# Information supplied

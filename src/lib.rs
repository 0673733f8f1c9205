#![warn(missing_docs)]
#![warn(clippy::missing_docs_in_private_items)]
// Allow pedantic strict lints that create false positives in this codebase
#![allow(clippy::arithmetic_side_effects)] // Counters and sizes cannot realistically overflow
#![allow(clippy::float_arithmetic)] // Required for age and interval formatting
#![allow(clippy::indexing_slicing)] // Bounds checked by logic

//! # Witness - A Quiet Observer of Filesystem Changes
//!
//! Witness captures the state of a directory tree as a [`snapshot::Snapshot`]
//! (relative path, modification time, size and content digest per file),
//! stores snapshots by name and classifies the differences between any two
//! of them as created, modified or deleted.
//!
//! ## Features
//!
//! - **Content Fingerprints**: Files are hashed with xxHash3; only content changes count
//! - **Parallel Scanning**: Digests are computed on a bounded Rayon pool
//! - **Durable Snapshots**: Bincode + Zstandard files replaced atomically
//! - **Polling Watcher**: Interval-driven change detection with clean cancellation
//!
//! ## Architecture
//!
//! - [`fingerprint`]: Per-file content digests
//! - [`scanner`]: Directory walking, exclusion rules and snapshot capture
//! - [`storage`]: Named snapshot persistence
//! - [`diff`]: Snapshot comparison
//! - [`poller`]: Repeated scan-and-diff loop
//! - [`commands`]: CLI command implementations
//! - [`output`]: Reports and terminal messages
//!
//! ## Example Usage
//!
//! ```no_run
//! use std::path::Path;
//!
//! # fn main() -> anyhow::Result<()> {
//! let before = witness::scanner::scan(Path::new("/tmp/project"), true, None)?;
//! // ... files change ...
//! let after = witness::scanner::scan(Path::new("/tmp/project"), true, None)?;
//!
//! let result = witness::diff::diff(&before, &after);
//! for entry in &result.entries {
//!     println!("{} {}", entry.kind.symbol(), entry.relative_path);
//! }
//! # Ok(())
//! # }
//! ```

/// Best-effort git blame lookups.
pub mod blame;

/// Cooperative cancellation tokens.
pub mod cancel;

/// Command-line interface definitions (argument parsing structures).
pub mod cli;

/// Commands module containing all CLI command implementations.
pub mod commands;

/// Configuration parsing, validation, and management.
pub mod config;

/// Snapshot comparison.
pub mod diff;

/// Files untouched for longer than a threshold.
pub mod dormant;

/// Content digests for single files.
pub mod fingerprint;

/// Watcher locking to prevent duplicate watchers of one root.
pub mod lock;

/// Output formatting and reports.
pub mod output;

/// Interval-driven scan-and-diff loop.
pub mod poller;

/// Filesystem scanning and directory traversal.
pub mod scanner;

/// Interrupt handling.
pub mod signal;

/// Snapshot data model.
pub mod snapshot;

/// Snapshot persistence.
pub mod storage;

/// Utility functions and helpers.
pub mod utils;

use anyhow::{Context, Result};
use std::path::PathBuf;

/// Current version of the witness binary.
pub const VERSION: &str = env!("CARGO_PKG_VERSION");

/// Default store directory name within the home directory.
pub const DEFAULT_STORE_DIR: &str = ".witness";

/// Default configuration file path relative to home directory.
pub const DEFAULT_CONFIG_PATH: &str = ".config/witness/config.toml";

/// Directory inside the store holding watcher locks.
pub const WATCHERS_DIR: &str = "watchers";

/// Environment variable overriding the configuration file path.
pub const CONFIG_PATH_ENV: &str = "WITNESS_CONFIG_PATH";

/// Environment variable overriding the store directory.
pub const STORE_PATH_ENV: &str = "WITNESS_STORE_PATH";

/// Environment variable holding the log filter.
pub const LOG_ENV: &str = "WITNESS_LOG";

/// Central context for all witness commands.
///
/// Holds the store location and loaded configuration.
///
/// # Examples
///
/// ```no_run
/// use witness::WitnessContext;
///
/// # fn main() -> anyhow::Result<()> {
/// // Create context with default paths
/// let ctx = WitnessContext::new()?;
///
/// // Create context with custom paths (for testing)
/// let ctx = WitnessContext::new_explicit(
///     "/tmp/test_store".into(),
///     "/tmp/test_config.toml".into()
/// )?;
/// # Ok(())
/// # }
/// ```
#[derive(Debug, Clone)]
pub struct WitnessContext {
    /// Directory holding stored snapshots and locks.
    pub store_path: PathBuf,

    /// Path to the configuration file.
    pub config_path: PathBuf,

    /// Loaded configuration settings.
    pub config: config::Config,
}

impl WitnessContext {
    /// Creates a new `WitnessContext` by loading the configuration from the
    /// default path, honoring the path override environment variables.
    ///
    /// # Errors
    /// Returns an error if the home directory cannot be determined or if the
    /// configuration file cannot be read or created.
    pub fn new() -> Result<Self> {
        let config_path = if let Ok(path) = std::env::var(CONFIG_PATH_ENV) {
            PathBuf::from(path)
        } else {
            let home = dirs::home_dir().context("Could not find home directory")?;
            home.join(DEFAULT_CONFIG_PATH)
        };

        let config = config::Config::load(&config_path)?;

        let store_path = if let Ok(path) = std::env::var(STORE_PATH_ENV) {
            PathBuf::from(path)
        } else {
            config.core.store_path.clone()
        };

        if let Err(e) = utils::thread_pool::configure_from_config(&config) {
            tracing::debug!(error = %e, "Hash worker pool left as configured");
        }

        Ok(Self {
            store_path,
            config_path,
            config,
        })
    }

    /// Creates a new `WitnessContext` with explicit paths.
    /// This avoids the need for environment variable manipulation in tests.
    ///
    /// # Errors
    /// Returns an error if the configuration cannot be loaded or created.
    pub fn new_explicit(store_path: PathBuf, config_path: PathBuf) -> Result<Self> {
        let config = if config_path.exists() {
            config::Config::load(&config_path)?
        } else {
            let mut config = config::Config::default();
            config.core.store_path.clone_from(&store_path);
            config.save(&config_path)?;
            config
        };

        Ok(Self {
            store_path,
            config_path,
            config,
        })
    }

    /// Snapshot store at the configured location.
    #[must_use]
    pub fn store(&self) -> storage::SnapshotStore {
        storage::SnapshotStore::new(self.store_path.clone(), self.config.core.compression_level)
    }

    /// Directory for watcher locks.
    #[must_use]
    pub fn watchers_dir(&self) -> PathBuf {
        self.store_path.join(WATCHERS_DIR)
    }

    /// Snapshotter using the configured exclusions and digest settings.
    #[must_use]
    pub fn snapshotter(&self, recursive: bool, max_depth: Option<usize>) -> scanner::Snapshotter {
        let options = scanner::ScanOptions::from_config(&self.config.scan)
            .recursive(recursive)
            .max_depth(max_depth);
        scanner::Snapshotter::new(options).with_fingerprinter(fingerprint::Fingerprinter::new(
            self.config.performance.stream_threshold,
        ))
    }
}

# What the task asks
Give the number of lines above in which the word "SnapshotStore" occurs, with nothing else.

# Response area
2